One group of dedicated and professional staff members you may not hear much about, unless there is a problem, is the school security personnel.
School security are present in most districts. They may be male or female, all shapes, sizes, genders and ethnicities. They may wear uniforms, a simple vest or just their own street clothes, and they all have one thing in common: they are there to keep students, staff and buildings safe.
They are the first ones to an emergency even before the police and fire departments arrive.
Their most important function is to listen. They listen while escorting a student to a class or to an administrator for a discipline issue. They listen while cajoling a student out of a bathroom stall who may be physically or emotionally hurting. They listen while stepping in before a verbal altercation escalates. They try to quickly find out what is going on at that moment in that student’s mind or life.
Walking a fine line between being friendly and staying professional, they can steer students in the right direction, toward counseling or maybe just a conversation with a teacher they felt was being unfair. They are not counselors, but they are a friendly ear and a consistent presence in the lives of students. In my district, they are called Youth Assistants.
School security do not just stand in hallways or help direct traffic or supervise after school events. They do their best to be a positive interaction with the children of all ages who are entrusted to their care. They are also the ones telling students to clear the halls, go to class or not talk “like that.”
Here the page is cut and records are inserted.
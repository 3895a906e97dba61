//! Frame-driven game loop
//!
//! One call to [`tick`] per rendered frame: handles input, steps every ball,
//! folds step outcomes into the score and inventory, and drives level and
//! game-over transitions.

use glam::Vec2;

use super::level::start_level;
use super::state::{GameEvent, GamePhase, GameState};
use super::step::{StepOutcome, step_ball};
use crate::config::GameConfig;

/// Input commands for a single frame (deterministic)
#[derive(Debug, Clone, Default)]
pub struct TickInput {
    /// Drop a ball here (click/tap position in playfield coordinates)
    pub drop_at: Option<Vec2>,
    /// Pause toggle
    pub pause: bool,
    /// Start a new game with this seed
    pub restart: Option<u64>,
}

/// Advance the game state by one frame
pub fn tick(state: &mut GameState, input: &TickInput, config: &GameConfig) {
    if let Some(seed) = input.restart {
        state.restart(seed, config);
        return;
    }

    // Handle pause toggle
    if input.pause {
        match state.phase {
            GamePhase::Playing => {
                state.phase = GamePhase::Paused;
                log::debug!("Paused at frame {}", state.frame);
                return;
            }
            GamePhase::Paused => {
                state.phase = GamePhase::Playing;
                log::debug!("Resumed at frame {}", state.frame);
            }
            _ => {}
        }
    }

    // Don't tick if paused or game over
    match state.phase {
        GamePhase::Paused | GamePhase::GameOver => return,
        _ => {}
    }

    state.frame += 1;

    match state.phase {
        GamePhase::LevelComplete => {
            // Balls already in flight keep falling and scoring
            step_balls(state, config);
            check_high_score(state);

            state.transition_frames = state.transition_frames.saturating_sub(1);
            if state.transition_frames == 0 {
                start_level(state, config);
                state.phase = GamePhase::Playing;
            }
        }

        GamePhase::Playing => {
            if let Some(pos) = input.drop_at {
                try_drop_ball(state, pos, config);
            }

            step_balls(state, config);
            check_level_end(state, config);
            check_high_score(state);
        }

        _ => {}
    }

    // Ensure deterministic ordering
    state.normalize_order();
}

/// Spawn a ball if the position is inside the drop zone and the inventory
/// is not empty. Returns whether a ball was dropped.
pub fn try_drop_ball(state: &mut GameState, pos: Vec2, config: &GameConfig) -> bool {
    if pos.y >= config.rules.drop_zone_height {
        log::trace!("Drop at {:?} ignored: below drop zone", pos);
        return false;
    }
    if state.balls_remaining == 0 {
        log::trace!("Drop at {:?} ignored: no balls left", pos);
        return false;
    }

    state.balls_remaining -= 1;
    let ball_id = state.spawn_ball(pos, config.physics.ball_radius);
    state.events.push(GameEvent::BallDropped { ball_id, pos });
    true
}

/// Step every ball in play, then drop the ones that left play
fn step_balls(state: &mut GameState, config: &GameConfig) {
    for i in 0..state.balls.len() {
        let outcome = step_ball(
            &mut state.balls[i],
            &mut state.pins,
            &state.buckets,
            &config.physics,
            &config.playfield,
        );
        if !outcome.is_empty() {
            let ball_id = state.balls[i].id;
            apply_outcome(state, ball_id, outcome);
        }
    }
    state.balls.retain(|b| b.active);
}

/// Fold one ball's step outcome into the game state
fn apply_outcome(state: &mut GameState, ball_id: u32, outcome: StepOutcome) {
    state.score += outcome.score;
    state.balls_remaining += outcome.bonus_balls;
    state.credits += outcome.credits;

    for strike in &outcome.struck_pins {
        let pos = state
            .pins
            .iter()
            .find(|p| p.id == strike.pin_id)
            .map(|p| p.pos)
            .unwrap_or(Vec2::ZERO);
        state.events.push(GameEvent::PinHit {
            pin_id: strike.pin_id,
            kind: strike.kind,
            score: strike.kind.score(),
            pos,
        });
    }
    if outcome.bonus_balls > 0 {
        state.events.push(GameEvent::BonusBalls {
            count: outcome.bonus_balls,
        });
    }
    if outcome.credits > 0 {
        state.events.push(GameEvent::CreditEarned {
            count: outcome.credits,
        });
    }

    if let Some(bucket) = outcome.bucket {
        let score = state.buckets[bucket].score;
        let pos = state
            .balls
            .iter()
            .find(|b| b.id == ball_id)
            .map(|b| Vec2::new(b.pos.x, state.buckets[bucket].min.y))
            .unwrap_or(state.buckets[bucket].min);
        log::debug!("Ball {} landed in bucket {} (+{})", ball_id, bucket, score);
        state.events.push(GameEvent::BucketScored { bucket, score, pos });
    }

    if outcome.lost {
        state.events.push(GameEvent::BallLost { ball_id });
    }
}

/// Level clear takes priority over game over
fn check_level_end(state: &mut GameState, config: &GameConfig) {
    if state.active_pin_count() == 0 {
        log::info!("Level {} complete, score {}", state.level, state.score);
        state.events.push(GameEvent::LevelCleared { level: state.level });
        state.level += 1;
        state.phase = GamePhase::LevelComplete;
        state.transition_frames = config.rules.level_transition_frames;
        if state.transition_frames == 0 {
            start_level(state, config);
            state.phase = GamePhase::Playing;
        }
        return;
    }

    if state.balls_remaining == 0 && state.active_ball_count() == 0 {
        log::info!("Game over on level {}: final score {}", state.level, state.score);
        state.phase = GamePhase::GameOver;
        state.events.push(GameEvent::GameOver { score: state.score });
    }
}

fn check_high_score(state: &mut GameState) {
    if state.score > state.high_score {
        state.high_score = state.score;
        state.events.push(GameEvent::NewHighScore { score: state.score });
    }
}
They are not often rewarded with thanks or understanding. But when they see a former student who apologizes for the way they acted years earlier, or tells them that they are the reason they stayed in school and graduated, then they know at least that one student “got it.”
No one will ever get rich working school security, and whatever power they have is determined by the amount of support they receive from administration and families. It takes a strong person to go to work every day knowing you will probably get told off, sworn at or maybe even involved in a physical altercation. You must have a genuine love of children and an understanding that they are not usually mad at you; you just happen to be the person standing in front of them with what they may feel are unreasonable expectations when their world is falling apart.
One of my favorite quotes is, “Children need love most when they deserve it the least.”
The job of a school security guard is challenging and if things are going right, their contribution often goes unnoticed.
School security guards do not, by and large, carry weapons to maintain control of situations. They use the knowledge and experience they gained mostly on the job, and they use their voices and their listening skills because those are the tools they have and that they have honed over the years.
I have been in my district for 36 years and have spent 26 of them as a Youth Assistant. I love my job and I love my kids. I have their affection and respect because that is what I give them.